Assignment 3

Write a software program that does all of the following:

  1. Loads in the data from cars.data.csv. The data can be stored anyway you choose, in any data structure you choose (probably a list of some kind). The data should load on startup by referencing a file path, or even better, a file picker dialog box.

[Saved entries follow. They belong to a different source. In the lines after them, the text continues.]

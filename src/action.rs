//  ACTION.rs
//    by Lut99
//
//  Created:
//    14 Feb 2025, 10:21:55
//  Last edited:
//    20 Feb 2025, 15:03:09
//  Auto updated?
//    Yes
//
//  Description:
//!   Defines STRIPS [`Action`]s and the validated [`ActionSet`] that the
//!   search drivers work on.
//

use std::collections::BTreeSet;
use std::error;
use std::fmt::{Display, Formatter, Result as FResult};
use std::sync::Arc;

use indexmap::IndexMap;
use itertools::Itertools as _;

use crate::fluent::Fluent;
use crate::log::{debug, warn};


/***** ERRORS *****/
/// Defines errors that occur when [validating](ActionSet::new()) a set of actions.
#[derive(Debug)]
pub enum Error {
    /// An action was given without a name.
    EmptyName { index: usize },
    /// Two actions share the same name.
    DuplicateName { name: Arc<str> },
    /// An action has neither add- nor delete-effects, and would therefore never change anything.
    NoEffects { name: Arc<str> },
}
impl Display for Error {
    #[inline]
    fn fmt(&self, f: &mut Formatter) -> FResult {
        match self {
            Self::EmptyName { index } => write!(f, "Action {index} has an empty name"),
            Self::DuplicateName { name } => write!(f, "Action name \"{name}\" occurs more than once"),
            Self::NoEffects { name } => write!(f, "Action \"{name}\" has no add- or delete-effects"),
        }
    }
}
impl error::Error for Error {}





/***** AUXILLARY *****/
/// The (non-negative) cost of an action, or a sum of them.
pub type Cost = u64;





/***** LIBRARY *****/
/// A ground STRIPS action.
///
/// An action is _applicable_ in a state if all its preconditions hold; applying it removes its
/// delete-effects from the state and then inserts its add-effects. Hence, should a fluent occur in
/// both, it will be true afterwards.
///
/// Actions are built once (using the builder methods below) and then handed to an [`ActionSet`],
/// after which they are only ever read.
#[derive(Clone, Debug, Eq, PartialEq)]
pub struct Action {
    /// The unique name of the action.
    name: Arc<str>,
    /// The fluents that must be true for the action to be applicable.
    pre:  BTreeSet<Fluent>,
    /// The fluents made true by the action.
    add:  BTreeSet<Fluent>,
    /// The fluents made false by the action.
    del:  BTreeSet<Fluent>,
    /// What it costs to execute the action.
    cost: Cost,
}

// Constructors
impl Action {
    /// Constructor for the Action.
    ///
    /// # Arguments
    /// - `name`: The name of the action. Must be unique within the [`ActionSet`] it ends up in.
    ///
    /// # Returns
    /// A new Action without preconditions or effects and a cost of 1. Use the builder methods to
    /// populate it.
    #[inline]
    pub fn new(name: impl AsRef<str>) -> Self {
        Self { name: Arc::from(name.as_ref()), pre: BTreeSet::new(), add: BTreeSet::new(), del: BTreeSet::new(), cost: 1 }
    }

    /// Adds preconditions to the action.
    ///
    /// # Arguments
    /// - `fluents`: The fluents that must hold before the action can be applied.
    ///
    /// # Returns
    /// Self for chaining.
    #[inline]
    pub fn pre(mut self, fluents: impl IntoIterator<Item = impl Into<Fluent>>) -> Self {
        self.pre.extend(fluents.into_iter().map(Into::<Fluent>::into));
        self
    }

    /// Adds add-effects to the action.
    ///
    /// # Arguments
    /// - `fluents`: The fluents that become true when the action is applied.
    ///
    /// # Returns
    /// Self for chaining.
    #[inline]
    pub fn add(mut self, fluents: impl IntoIterator<Item = impl Into<Fluent>>) -> Self {
        self.add.extend(fluents.into_iter().map(Into::<Fluent>::into));
        self
    }

    /// Adds delete-effects to the action.
    ///
    /// # Arguments
    /// - `fluents`: The fluents that become false when the action is applied.
    ///
    /// # Returns
    /// Self for chaining.
    #[inline]
    pub fn del(mut self, fluents: impl IntoIterator<Item = impl Into<Fluent>>) -> Self {
        self.del.extend(fluents.into_iter().map(Into::<Fluent>::into));
        self
    }

    /// Sets the cost of the action.
    ///
    /// # Arguments
    /// - `cost`: The new cost. Only the [A*](crate::search::astar)-driver looks at it.
    ///
    /// # Returns
    /// Self for chaining.
    #[inline]
    pub fn cost(mut self, cost: Cost) -> Self {
        self.cost = cost;
        self
    }
}

// Accessors
impl Action {
    /// Returns the name of this action.
    #[inline]
    pub fn name(&self) -> &Arc<str> { &self.name }

    /// Returns the preconditions of this action.
    #[inline]
    pub fn preconditions(&self) -> &BTreeSet<Fluent> { &self.pre }

    /// Returns the add-effects of this action.
    #[inline]
    pub fn add_effects(&self) -> &BTreeSet<Fluent> { &self.add }

    /// Returns the delete-effects of this action.
    #[inline]
    pub fn del_effects(&self) -> &BTreeSet<Fluent> { &self.del }

    /// Returns the cost of executing this action.
    #[inline]
    pub fn get_cost(&self) -> Cost { self.cost }

    /// Returns an iterator over the fluents both added and deleted by this action.
    ///
    /// For well-formed domains, this is empty.
    #[inline]
    pub fn overlapping_effects(&self) -> impl '_ + Iterator<Item = &'_ Fluent> { self.add.intersection(&self.del) }
}

// Formatting
impl Display for Action {
    fn fmt(&self, f: &mut Formatter<'_>) -> FResult {
        write!(f, "{}[{}]", self.name, self.cost)?;
        write!(f, " pre {{{}}}", self.pre.iter().join(", "))?;
        write!(f, " add {{{}}}", self.add.iter().join(", "))?;
        write!(f, " del {{{}}}", self.del.iter().join(", "))
    }
}



/// A validated, ordered collection of [`Action`]s.
///
/// The order in which actions are given is kept, and is the order in which the search drivers try
/// them. That makes the drivers deterministic.
#[derive(Clone, Debug, Default)]
pub struct ActionSet {
    /// The actions, by name.
    actions: IndexMap<Arc<str>, Action>,
}

// Constructors
impl ActionSet {
    /// Constructor for the ActionSet that validates the given actions.
    ///
    /// # Arguments
    /// - `actions`: The actions to collect. Their order is preserved.
    ///
    /// # Returns
    /// A new ActionSet.
    ///
    /// # Errors
    /// This function errors if any action has an empty name, if a name occurs twice or if any
    /// action has neither add- nor delete-effects.
    pub fn new(actions: impl IntoIterator<Item = Action>) -> Result<Self, Error> {
        let mut set: IndexMap<Arc<str>, Action> = IndexMap::new();
        for (i, action) in actions.into_iter().enumerate() {
            if action.name.is_empty() {
                return Err(Error::EmptyName { index: i });
            }
            if action.add.is_empty() && action.del.is_empty() {
                return Err(Error::NoEffects { name: action.name });
            }
            if action.overlapping_effects().next().is_some() {
                warn!(
                    "Action '{}' both adds and deletes {{{}}}; they will be true after applying it",
                    action.name,
                    action.overlapping_effects().join(", ")
                );
            }
            if set.contains_key(&action.name) {
                return Err(Error::DuplicateName { name: action.name });
            }
            set.insert(action.name.clone(), action);
        }
        debug!("Validated {} action(s)", set.len());
        Ok(Self { actions: set })
    }
}

// Collection
impl ActionSet {
    /// Finds an action by name.
    ///
    /// # Arguments
    /// - `name`: The name of the action to find.
    ///
    /// # Returns
    /// The [`Action`] with that name, or [`None`] if there is no such action.
    #[inline]
    pub fn get(&self, name: &str) -> Option<&Action> { self.actions.get(name) }

    /// Returns the action at the given position in the enumeration order.
    #[inline]
    pub fn get_index(&self, index: usize) -> Option<&Action> { self.actions.get_index(index).map(|(_, a)| a) }

    /// Returns an iterator over the actions in enumeration order.
    #[inline]
    pub fn iter(&self) -> indexmap::map::Values<'_, Arc<str>, Action> { self.actions.values() }

    /// Returns the number of actions in this set.
    #[inline]
    pub fn len(&self) -> usize { self.actions.len() }

    /// Returns whether there are no actions in this set.
    #[inline]
    pub fn is_empty(&self) -> bool { self.actions.is_empty() }
}
impl<'a> IntoIterator for &'a ActionSet {
    type Item = &'a Action;
    type IntoIter = indexmap::map::Values<'a, Arc<str>, Action>;

    #[inline]
    fn into_iter(self) -> Self::IntoIter { self.actions.values() }
}





/***** TESTS *****/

  2. In the main portion of your program you should run the following operations and print the result to the console (except number 4). How you achieve this is up to you. However, operations need to be performed on the data itself (don’t hard code the solution).
    • Print to the console the top 10 rows of the data sorted by safety in descending order
    • Print to the console the bottom 15 rows of the data sorted by maint in ascending order
    • Print to the console all rows that are high or vhigh in fields buying, maint, and safety, sorted by doors in ascending order. Find these matches using regular expressions.
    • Save to a file all rows (in any order) that are: buying: vhigh, maint: med, doors: 4, and persons: 4 or more. The file path can be a hardcoded location (name it output.txt) or use a dialog box.
  3. Your code needs to be able to handle exceptions. It should handle all data as specified by the data definition document from Lesson 2, and throw some kind of error when it encounters data that doesn’t match that format. To test this, I will add the line vlow, vlow, 1, 1, vbig, vhigh to the .csv file. Your program should gracefully handle this line in all cases from the previous part.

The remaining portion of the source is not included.